When he's not masturbating over one of his nubile female students' essays by day, by night
Bruno is an impassioned right wing ideologue, so virulent he can't even get published by
fascists who like his hate-filled diatribes. There is a scene where a racist publisher
complains cynically about the stifling atmosphere of political correctness and so on.

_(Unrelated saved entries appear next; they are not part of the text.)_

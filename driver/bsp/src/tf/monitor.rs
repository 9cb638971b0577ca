//! 热插拔监控
//!
//! 后台低优先级线程，每个轮询周期调用一次 `poll`，在两种状态间转换：
//!
//! | 状态        | 条件                               | 动作 |
//! |-------------|------------------------------------|------|
//! | NoCard      | 总线层已有卡对象                   | 直接挂载（上次挂载失败或强制重插后卡已重新枚举） |
//! | NoCard      | 无卡对象（不看上次的在位状态）     | change + 有界等待，报告 Inserted 则挂载 |
//! | CardMounted | 错误计数 > 阈值 且 卡对象仍在      | 强制重插：change + 等待、卸载、计数清零 → NoCard |
//! | CardMounted | 卡对象消失 且 reclaim_on_removal   | 卸载 → NoCard |
//!
//! 挂载/卸载失败只记日志，状态机保持一致，下个周期再处理。

use alloc::sync::Arc;

use dfs::{Dfs, MountPoint};
use mmc::{MmcHost, PresenceStatus};

use super::config::MonitorConfig;
use super::host::HostState;
use super::ops::SunxiMmc;
use crate::sync::Sleeper;

const TARGET: &str = "bsp::tf::monitor";

#[derive(Debug, Clone, Copy, PartialEq, Eq)]
pub enum MonitorState {
    NoCard,
    CardMounted,
}

/// 一次 `poll`（或 `start`）的结果
#[derive(Debug, Clone, Copy, PartialEq, Eq)]
pub enum MonitorEvent {
    Idle,
    /// 等待结束仍无卡
    NoCard,
    Mounted,
    MountFailed(i32),
    /// 错误计数超限触发的强制重插
    ForcedRemoval {
        err_count: u32,
        status: PresenceStatus,
        unmounted: bool,
    },
    /// 无错误的物理拔卡（仅 reclaim_on_removal）
    CardRemoved { unmounted: bool },
}

pub struct HotplugMonitor<C: SunxiMmc> {
    state: Arc<HostState<C>>,
    host: Arc<dyn MmcHost>,
    fs: Arc<dyn Dfs>,
    mount: MountPoint,
    cfg: MonitorConfig,
    phase: MonitorState,
}

impl<C: SunxiMmc> HotplugMonitor<C> {
    pub fn new(
        state: Arc<HostState<C>>,
        host: Arc<dyn MmcHost>,
        fs: Arc<dyn Dfs>,
        mount: MountPoint,
        cfg: MonitorConfig,
    ) -> Self {
        Self {
            state,
            host,
            fs,
            mount,
            cfg,
            phase: MonitorState::NoCard,
        }
    }

    pub fn phase(&self) -> MonitorState {
        self.phase
    }

    /// 以启动时的检测结果确定初始状态：Inserted 则尝试挂载
    pub fn start(&mut self, initial: PresenceStatus) -> MonitorEvent {
        if initial == PresenceStatus::Inserted {
            log::info!(target: TARGET, "MMC: Card detected!");
            self.try_mount()
        } else {
            log::info!(target: TARGET, "MMC: No card detected!");
            self.phase = MonitorState::NoCard;
            MonitorEvent::NoCard
        }
    }

    /// 执行一次状态转换
    pub fn poll(&mut self) -> MonitorEvent {
        match self.phase {
            MonitorState::NoCard => self.poll_no_card(),
            MonitorState::CardMounted => self.poll_mounted(),
        }
    }

    /// 线程主体：先睡一个周期再轮询，永不返回
    pub fn run(mut self, sleeper: &dyn Sleeper) {
        loop {
            sleeper.sleep(self.cfg.poll_interval);
            let _ = self.poll();
        }
    }

    fn poll_no_card(&mut self) -> MonitorEvent {
        if self.host.card().is_some() {
            return self.try_mount();
        }
        let status = self
            .state
            .await_presence_change(&*self.host, self.cfg.cd_timeout);
        if status == PresenceStatus::Inserted {
            log::info!(target: TARGET, "MMC: Card detected!");
            self.try_mount()
        } else {
            MonitorEvent::NoCard
        }
    }

    fn poll_mounted(&mut self) -> MonitorEvent {
        let err_count = self.state.err_count();
        let has_card = self.host.card().is_some();

        if err_count > self.cfg.fault_threshold && has_card {
            log::warn!(
                target: TARGET,
                "MMC: {} consecutive transfer errors, forcing card replug",
                err_count
            );
            let status = self
                .state
                .await_presence_change(&*self.host, self.cfg.cd_timeout);
            let unmounted = self.unmount();
            self.state.reset_err();
            self.phase = MonitorState::NoCard;
            return MonitorEvent::ForcedRemoval {
                err_count,
                status,
                unmounted,
            };
        }

        if !has_card && self.cfg.reclaim_on_removal {
            log::info!(target: TARGET, "MMC: card removed");
            self.state.set_plug(PresenceStatus::Removed);
            let unmounted = self.unmount();
            self.phase = MonitorState::NoCard;
            return MonitorEvent::CardRemoved { unmounted };
        }

        MonitorEvent::Idle
    }

    fn try_mount(&mut self) -> MonitorEvent {
        match self.fs.mount_at(&self.mount) {
            Ok(()) => {
                log::info!(target: TARGET, "Mount {} ok!", self.mount.path);
                self.phase = MonitorState::CardMounted;
                MonitorEvent::Mounted
            }
            Err(e) => {
                log::warn!(target: TARGET, "Mount {} failed: {}", self.mount.path, e);
                self.phase = MonitorState::NoCard;
                MonitorEvent::MountFailed(e)
            }
        }
    }

    fn unmount(&self) -> bool {
        match self.fs.unmount(self.mount.path) {
            Ok(()) => {
                log::info!(target: TARGET, "Unmount {} ok!", self.mount.path);
                true
            }
            Err(e) => {
                log::warn!(target: TARGET, "Unmount {} failed: {}", self.mount.path, e);
                false
            }
        }
    }
}
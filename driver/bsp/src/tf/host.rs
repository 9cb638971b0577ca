//! TF 卡 host 状态与 HostOps 绑定
//!
//! 每个控制器实例恰有一个 `HostState`：注册时创建，经 `Arc` 同时交给总线层（作为 HostOps）
//! 和热插拔监控线程，进程生命周期内不重建。
//!
//! 并发：请求路径只做错误计数清零/自增，监控线程只读取与清零；计数器、时钟、宽度、在位状态
//! 均为单次原子读写，无需加锁。

use core::sync::atomic::{AtomicU32, AtomicU8, Ordering};

use mmc::{BusWidth, HostOps, IoCfg, MmcHost, MmcReq, PresenceStatus};

use super::ops::SunxiMmc;

/// 单个 TF 控制器的 host 私有状态
pub struct HostState<C: SunxiMmc> {
    ctrl: C,
    /// 上次协商的时钟（Hz），0 表示尚未配置
    clock: AtomicU32,
    /// 上次协商的总线宽度（BusWidth 编号）
    bus_width: AtomicU8,
    /// 连续错误计数：命令成功清零，失败加一
    err: AtomicU32,
    /// 最近一次检测到的在位状态（PresenceStatus 编号）
    plug: AtomicU8,
}

impl<C: SunxiMmc> HostState<C> {
    pub fn new(ctrl: C) -> Self {
        Self {
            ctrl,
            clock: AtomicU32::new(0),
            bus_width: AtomicU8::new(BusWidth::One as u8),
            err: AtomicU32::new(0),
            plug: AtomicU8::new(PresenceStatus::Removed as u8),
        }
    }

    pub fn controller(&self) -> &C {
        &self.ctrl
    }

    pub fn clock(&self) -> u32 {
        self.clock.load(Ordering::Acquire)
    }

    pub fn bus_width(&self) -> BusWidth {
        match self.bus_width.load(Ordering::Acquire) {
            2 => BusWidth::Four,
            3 => BusWidth::Eight,
            _ => BusWidth::One,
        }
    }

    pub(super) fn set_clock(&self, clock: u32) {
        self.clock.store(clock, Ordering::Release);
    }

    pub(super) fn set_bus_width(&self, width: BusWidth) {
        self.bus_width.store(width as u8, Ordering::Release);
    }

    /// 当前连续错误计数
    pub fn err_count(&self) -> u32 {
        self.err.load(Ordering::Acquire)
    }

    pub fn reset_err(&self) {
        self.err.store(0, Ordering::Release);
    }

    /// 按一条命令的返回码记账：0 清零，否则加一
    pub(super) fn account(&self, status: i32) {
        if status == 0 {
            self.err.store(0, Ordering::Release);
        } else {
            self.err.fetch_add(1, Ordering::AcqRel);
        }
    }

    /// 最近一次检测结果（非实时读卡检测线，实时状态见 `is_present`）
    pub fn plug(&self) -> PresenceStatus {
        PresenceStatus::from_u8(self.plug.load(Ordering::Acquire))
    }

    pub(super) fn set_plug(&self, status: PresenceStatus) {
        self.plug.store(status as u8, Ordering::Release);
    }
}

impl<C: SunxiMmc> HostOps for HostState<C> {
    fn request(&self, host: &dyn MmcHost, req: &mut MmcReq<'_>) {
        let _ = self.execute(host, req);
    }

    fn set_iocfg(&self, _host: &dyn MmcHost, io_cfg: &IoCfg) {
        let _ = self.configure(io_cfg);
    }

    fn card_status(&self, _host: &dyn MmcHost) -> bool {
        self.is_present()
    }
}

Bruno's lonely-hearts ad might read: 'obnoxious reactionary sex maniac seeks similar to
take him to swingers' parties'. And he finally meets one in the hot tub at the kind of
hippy utopia he despises. Yes, there she is, the woman of his dreams, and just when he
thinks things can't get any better, he finds that she hates feminists too! But things
are bound to go wrong, because she's a bit too sexually liberated, so she's bound to get
struck down with a nasty disease that paralyses her from the waist down, as a punishment
for her promiscuity...
The self-effacing Michael on the other hand is luckier, because while watching his grandmother's
bones get dug up to make way for some new development, he bumps into his childhood sweetheart
again, who's doing what childhood sweethearts (and all good women, it would seem) are supposed
to do: she's stayed at her parents' house and kept herself pure for him. Well, not quite pure:
she's had a string of meaningless sexual encounters on the way, but they all left her feeling
used and dirty, because really Michael was the only man for her, at least she hasn't enjoyed
them like Bruno's doomed love. It's depressingly apt the way in which Michael's quest for sexless
procreation is mirrored by the strangely chaste consummation of their romance. But Roehler's
version of Atomised may not be as anti-permissiveness as it seems. The flashback sequences
set in the 1960s and 1970s are shot full of bright, sun-drenched colour, in contrast with the
drab ashen pallor of the present day sequences. Whatever the humiliations and privations of the
two half brothers' upbringing of being passed from pillar to post, their teenage years look more
fun than their mid-thirties.
DVD extras for those who are interested include The Making Of Atomised, the trailer,
and interviews with the cast.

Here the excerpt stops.